> **Task description**
The answer must be every line below that contains the string "Production".

> **Source information**
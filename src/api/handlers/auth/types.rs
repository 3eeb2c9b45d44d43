//! Request/response types for auth endpoints.

use serde::{Deserialize, Serialize};
use utoipa::ToSchema;

use super::guard::FieldError;
use super::provider::Identity;

#[derive(ToSchema, Serialize, Deserialize, Debug, Default)]
#[serde(rename_all = "camelCase")]
pub struct RegisterRequest {
    #[serde(default)]
    pub email: String,
    #[serde(default)]
    pub password: String,
    #[serde(default)]
    pub name: Option<String>,
    #[serde(default)]
    pub company: Option<String>,
}

#[derive(ToSchema, Serialize, Deserialize, Debug)]
#[serde(rename_all = "camelCase")]
pub struct RegisterResponse {
    pub identity: Identity,
    pub message: String,
}

#[derive(ToSchema, Serialize, Deserialize, Debug, Default)]
#[serde(rename_all = "camelCase")]
pub struct LoginRequest {
    #[serde(default)]
    pub email: String,
    #[serde(default)]
    pub password: String,
    #[serde(default)]
    pub remember_me: bool,
}

/// Returned by login, refresh and the OAuth bridge.
#[derive(ToSchema, Serialize, Deserialize, Debug)]
#[serde(rename_all = "camelCase")]
pub struct TokenResponse {
    pub access_token: String,
    pub token_type: String,
    pub expires_in: u64,
    pub identity: Identity,
}

#[derive(ToSchema, Serialize, Deserialize, Debug)]
#[serde(rename_all = "camelCase")]
pub struct ValidateResponse {
    pub valid: bool,
    pub identity: Identity,
}

#[derive(ToSchema, Serialize, Deserialize, Debug)]
pub struct LogoutResponse {
    pub ok: bool,
}

/// Error body shared by every auth endpoint.
#[derive(ToSchema, Serialize, Deserialize, Debug)]
pub struct ErrorResponse {
    pub error: String,
    #[serde(skip_serializing_if = "Option::is_none")]
    pub details: Option<Vec<FieldError>>,
    /// `expired` or `invalid` on 403 token failures.
    #[serde(skip_serializing_if = "Option::is_none")]
    pub reason: Option<String>,
}

#[derive(Deserialize, Debug, Default)]
pub struct OAuthCallbackQuery {
    pub code: Option<String>,
    pub flow: Option<String>,
    pub error: Option<String>,
}
//! Append-only audit trail for account events.

use jsonwebtoken::get_current_timestamp;
use serde::Serialize;
use std::net::IpAddr;
use std::sync::Arc;
use tracing::{info, warn};

use super::rest::RestClient;

const AUDIT_TABLE: &str = "audit_logs";

#[derive(Clone, Copy, Debug, PartialEq, Eq)]
pub enum AuditAction {
    Register,
    Login,
    OAuthLogin,
    Logout,
}

impl AuditAction {
    #[must_use]
    pub fn as_str(self) -> &'static str {
        match self {
            Self::Register => "user.register",
            Self::Login => "user.login",
            Self::OAuthLogin => "user.oauth_login",
            Self::Logout => "user.logout",
        }
    }
}

#[derive(Serialize, Clone, Debug, PartialEq, Eq)]
pub struct AuditEvent {
    pub actor_id: String,
    pub action: String,
    pub detail: String,
    pub address: String,
    pub created_at: u64,
}

impl AuditEvent {
    #[must_use]
    pub fn new(actor_id: &str, action: AuditAction, detail: impl Into<String>, address: IpAddr) -> Self {
        Self {
            actor_id: actor_id.to_string(),
            action: action.as_str().to_string(),
            detail: detail.into(),
            address: address.to_string(),
            created_at: get_current_timestamp(),
        }
    }
}

/// Audit delivery abstraction. Recording never fails the request.
pub trait AuditSink: Send + Sync {
    fn record(&self, event: AuditEvent);
}

/// Writes audit events to the structured log.
#[derive(Clone, Debug)]
pub struct LogAuditSink;

impl AuditSink for LogAuditSink {
    fn record(&self, event: AuditEvent) {
        info!(
            audit.actor = %event.actor_id,
            audit.action = %event.action,
            audit.address = %event.address,
            audit.detail = %event.detail,
            "audit event"
        );
    }
}

/// Appends audit events to the backend's `audit_logs` table in the background.
pub struct ProviderAuditSink {
    rest: Arc<RestClient>,
}

impl ProviderAuditSink {
    #[must_use]
    pub fn new(rest: RestClient) -> Self {
        Self {
            rest: Arc::new(rest),
        }
    }
}

impl AuditSink for ProviderAuditSink {
    fn record(&self, event: AuditEvent) {
        LogAuditSink.record(event.clone());
        let rest = self.rest.clone();
        tokio::spawn(async move {
            let row = match serde_json::to_value(&event) {
                Ok(row) => row,
                Err(err) => {
                    warn!("Failed to encode audit event: {err}");
                    return;
                }
            };
            if let Err(err) = rest.insert(AUDIT_TABLE, &row).await {
                warn!(audit.action = %event.action, "Failed to persist audit event: {err}");
            }
        });
    }
}
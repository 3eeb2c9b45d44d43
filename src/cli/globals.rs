use secrecy::SecretString;

/// Provider credentials and the token secret, resolved once at startup.
#[derive(Clone)]
pub struct GlobalArgs {
    pub provider_url: String,
    pub provider_public_key: SecretString,
    pub provider_service_key: Option<SecretString>,
    pub token_secret: Option<SecretString>,
}

impl GlobalArgs {
    #[must_use]
    pub fn new(provider_url: String) -> Self {
        Self {
            provider_url,
            provider_public_key: SecretString::default(),
            provider_service_key: None,
            token_secret: None,
        }
    }

    pub fn set_public_key(&mut self, key: SecretString) {
        self.provider_public_key = key;
    }

    pub fn set_service_key(&mut self, key: Option<SecretString>) {
        self.provider_service_key = key;
    }

    pub fn set_token_secret(&mut self, secret: Option<SecretString>) {
        self.token_secret = secret;
    }
}

impl std::fmt::Debug for GlobalArgs {
    fn fmt(&self, f: &mut std::fmt::Formatter<'_>) -> std::fmt::Result {
        let masked = |present: bool| if present { "***" } else { "<unset>" };
        f.debug_struct("GlobalArgs")
            .field("provider_url", &self.provider_url)
            .field("provider_public_key", &"***")
            .field(
                "provider_service_key",
                &masked(self.provider_service_key.is_some()),
            )
            .field("token_secret", &masked(self.token_secret.is_some()))
            .finish()
    }
}
//! Auth state, configuration, and pending OAuth flows.

use std::collections::HashMap;
use std::fmt;
use std::str::FromStr;
use std::sync::Arc;
use std::time::{Duration, Instant};
use tokio::sync::Mutex;
use uuid::Uuid;

use super::audit::{AuditEvent, AuditSink, LogAuditSink};
use super::error::ApiError;
use super::health_gate::{HealthGate, HEALTH_CACHE_TTL};
use super::provider::IdentityProvider;
use super::rate_limit::{RateLimiter, WindowRateLimiter};
use super::refresh_store::RefreshSessionStore;
use super::token::{TokenError, TokenIssuer};

const DEFAULT_OAUTH_FLOW_TTL_SECONDS: u64 = 10 * 60;
const DEFAULT_SWEEP_INTERVAL_SECONDS: u64 = 5 * 60;
const DEFAULT_OAUTH_PROVIDERS: [&str; 2] = ["google", "github"];

#[derive(Clone, Copy, Debug, Default, PartialEq, Eq)]
pub enum RunMode {
    #[default]
    Production,
    Development,
    Test,
}

impl RunMode {
    #[must_use]
    pub fn as_str(self) -> &'static str {
        match self {
            Self::Production => "production",
            Self::Development => "development",
            Self::Test => "test",
        }
    }
}

impl fmt::Display for RunMode {
    fn fmt(&self, f: &mut fmt::Formatter<'_>) -> fmt::Result {
        f.write_str(self.as_str())
    }
}

impl FromStr for RunMode {
    type Err = String;

    fn from_str(value: &str) -> Result<Self, Self::Err> {
        match value.trim().to_lowercase().as_str() {
            "production" | "prod" => Ok(Self::Production),
            "development" | "dev" => Ok(Self::Development),
            "test" => Ok(Self::Test),
            other => Err(format!("unknown environment: {other}")),
        }
    }
}

#[derive(Clone, Debug)]
pub struct AuthConfig {
    frontend_base_url: String,
    public_base_url: String,
    run_mode: RunMode,
    oauth_providers: Vec<String>,
    oauth_flow_ttl_seconds: u64,
    enforce_health_gate: bool,
    sweep_interval_seconds: u64,
}

impl AuthConfig {
    #[must_use]
    pub fn new(frontend_base_url: String, public_base_url: String) -> Self {
        Self {
            frontend_base_url: frontend_base_url.trim_end_matches('/').to_string(),
            public_base_url: public_base_url.trim_end_matches('/').to_string(),
            run_mode: RunMode::default(),
            oauth_providers: DEFAULT_OAUTH_PROVIDERS.iter().map(ToString::to_string).collect(),
            oauth_flow_ttl_seconds: DEFAULT_OAUTH_FLOW_TTL_SECONDS,
            enforce_health_gate: false,
            sweep_interval_seconds: DEFAULT_SWEEP_INTERVAL_SECONDS,
        }
    }

    #[must_use]
    pub fn with_run_mode(mut self, run_mode: RunMode) -> Self {
        self.run_mode = run_mode;
        self
    }

    /// Providers are matched case-insensitively; blanks are dropped.
    #[must_use]
    pub fn with_oauth_providers<I, S>(mut self, providers: I) -> Self
    where
        I: IntoIterator<Item = S>,
        S: AsRef<str>,
    {
        self.oauth_providers = providers
            .into_iter()
            .map(|provider| provider.as_ref().trim().to_lowercase())
            .filter(|provider| !provider.is_empty())
            .collect();
        self
    }

    #[must_use]
    pub fn with_oauth_flow_ttl_seconds(mut self, seconds: u64) -> Self {
        self.oauth_flow_ttl_seconds = seconds;
        self
    }

    #[must_use]
    pub fn with_enforce_health_gate(mut self, enforce: bool) -> Self {
        self.enforce_health_gate = enforce;
        self
    }

    #[must_use]
    pub fn with_sweep_interval_seconds(mut self, seconds: u64) -> Self {
        self.sweep_interval_seconds = seconds;
        self
    }

    pub(crate) fn frontend_base_url(&self) -> &str {
        &self.frontend_base_url
    }

    pub(crate) fn public_base_url(&self) -> &str {
        &self.public_base_url
    }

    #[must_use]
    pub fn run_mode(&self) -> RunMode {
        self.run_mode
    }

    pub(crate) fn oauth_provider_allowed(&self, provider: &str) -> bool {
        self.oauth_providers
            .iter()
            .any(|allowed| allowed.eq_ignore_ascii_case(provider))
    }

    pub(crate) fn oauth_flow_ttl(&self) -> Duration {
        Duration::from_secs(self.oauth_flow_ttl_seconds)
    }

    #[must_use]
    pub fn sweep_interval(&self) -> Duration {
        Duration::from_secs(self.sweep_interval_seconds.max(1))
    }

    pub(crate) fn refresh_cookie_secure(&self) -> bool {
        self.run_mode != RunMode::Development
    }

    pub(crate) fn expose_internal_errors(&self) -> bool {
        self.run_mode == RunMode::Development
    }
}

pub(crate) struct PendingFlow {
    pub(crate) provider: String,
    pub(crate) verifier: String,
    created_at: Instant,
}

/// Single-use PKCE state for OAuth flows in progress.
pub struct OAuthFlows {
    ttl: Duration,
    flows: Mutex<HashMap<Uuid, PendingFlow>>,
}

impl OAuthFlows {
    #[must_use]
    pub fn new(ttl: Duration) -> Self {
        Self {
            ttl,
            flows: Mutex::new(HashMap::new()),
        }
    }

    pub(crate) async fn store(&self, provider: &str, verifier: String) -> Uuid {
        let flow_id = Uuid::new_v4();
        let mut flows = self.flows.lock().await;
        flows.retain(|_, flow| flow.created_at.elapsed() < self.ttl);
        flows.insert(
            flow_id,
            PendingFlow {
                provider: provider.to_string(),
                verifier,
                created_at: Instant::now(),
            },
        );
        flow_id
    }

    pub(crate) async fn take(&self, flow_id: Uuid) -> Option<PendingFlow> {
        let mut flows = self.flows.lock().await;
        flows
            .remove(&flow_id)
            .filter(|flow| flow.created_at.elapsed() < self.ttl)
    }

    /// Drop abandoned flows; returns how many were removed.
    pub async fn sweep(&self) -> usize {
        let mut flows = self.flows.lock().await;
        let before = flows.len();
        flows.retain(|_, flow| flow.created_at.elapsed() < self.ttl);
        before - flows.len()
    }
}

pub struct AuthState {
    config: AuthConfig,
    issuer: TokenIssuer,
    provider: Arc<dyn IdentityProvider>,
    sessions: RefreshSessionStore,
    rate_limiter: Arc<dyn RateLimiter>,
    audit: Arc<dyn AuditSink>,
    oauth_flows: OAuthFlows,
    health_gate: HealthGate,
}

impl AuthState {
    /// In-memory sessions, the window rate limiter and log-only audit unless
    /// overridden.
    pub fn new(config: AuthConfig, issuer: TokenIssuer, provider: Arc<dyn IdentityProvider>) -> Self {
        let oauth_flows = OAuthFlows::new(config.oauth_flow_ttl());
        let health_gate = HealthGate::new(HEALTH_CACHE_TTL, config.enforce_health_gate);
        Self {
            config,
            issuer,
            provider,
            sessions: RefreshSessionStore::memory(),
            rate_limiter: Arc::new(WindowRateLimiter::default()),
            audit: Arc::new(LogAuditSink),
            oauth_flows,
            health_gate,
        }
    }

    #[must_use]
    pub fn with_sessions(mut self, sessions: RefreshSessionStore) -> Self {
        self.sessions = sessions;
        self
    }

    #[must_use]
    pub fn with_rate_limiter(mut self, rate_limiter: Arc<dyn RateLimiter>) -> Self {
        self.rate_limiter = rate_limiter;
        self
    }

    #[must_use]
    pub fn with_audit(mut self, audit: Arc<dyn AuditSink>) -> Self {
        self.audit = audit;
        self
    }

    #[must_use]
    pub fn config(&self) -> &AuthConfig {
        &self.config
    }

    pub(crate) fn issuer(&self) -> &TokenIssuer {
        &self.issuer
    }

    pub(crate) fn provider(&self) -> &dyn IdentityProvider {
        self.provider.as_ref()
    }

    #[must_use]
    pub fn sessions(&self) -> &RefreshSessionStore {
        &self.sessions
    }

    #[must_use]
    pub fn rate_limiter(&self) -> &dyn RateLimiter {
        self.rate_limiter.as_ref()
    }

    #[must_use]
    pub fn oauth_flows(&self) -> &OAuthFlows {
        &self.oauth_flows
    }

    pub(crate) fn health_gate(&self) -> &HealthGate {
        &self.health_gate
    }

    pub(crate) fn audit(&self, event: AuditEvent) {
        self.audit.record(event);
    }

    /// Internal error that echoes its detail only in development.
    pub(crate) fn internal_error(&self, detail: impl Into<String>) -> ApiError {
        ApiError::internal(detail, self.config.expose_internal_errors())
    }

    /// Map a token failure from issuing. Signing problems are internal errors
    /// carrying the run mode's exposure setting.
    pub(crate) fn token_failure(&self, err: TokenError) -> ApiError {
        match err {
            TokenError::Signing(detail) => self.internal_error(detail),
            other => ApiError::from(other),
        }
    }
}
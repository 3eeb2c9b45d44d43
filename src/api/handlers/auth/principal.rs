//! Authenticated principal extraction.
//!
//! Flow Overview: read the bearer token, verify it as an access token, and
//! return the identity it carries. No storage is consulted; the result
//! depends only on the header and the signing secret.

use axum::http::{header::AUTHORIZATION, HeaderMap};

use super::error::ApiError;
use super::provider::Identity;
use super::state::AuthState;
use super::token::{Claims, TokenKind};

/// Authenticated caller derived from an access token.
#[derive(Clone, Debug)]
pub struct Principal {
    pub identity: Identity,
    pub token_id: String,
    pub expires_at: u64,
}

impl From<Claims> for Principal {
    fn from(claims: Claims) -> Self {
        Self {
            identity: claims.identity(),
            token_id: claims.jti,
            expires_at: claims.exp,
        }
    }
}

/// Resolve the bearer token into a principal.
///
/// # Errors
/// `Unauthenticated` (401) when the header is missing or blank, `Forbidden`
/// (403) when the token is invalid or expired.
pub fn require_auth(headers: &HeaderMap, auth_state: &AuthState) -> Result<Principal, ApiError> {
    let token = extract_bearer_token(headers).ok_or(ApiError::Unauthenticated)?;
    let claims = auth_state.issuer().verify(&token, TokenKind::Access)?;
    Ok(claims.into())
}

pub(crate) fn extract_bearer_token(headers: &HeaderMap) -> Option<String> {
    let value = headers.get(AUTHORIZATION)?.to_str().ok()?;
    let trimmed = value.trim();
    let (scheme, token) = trimmed.split_once(' ')?;
    if !scheme.eq_ignore_ascii_case("bearer") {
        return None;
    }
    let token = token.trim();
    if token.is_empty() {
        None
    } else {
        Some(token.to_string())
    }
}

> **Response below**
    Production,
            Self::Production => "production",
            "production" | "prod" => Ok(Self::Production),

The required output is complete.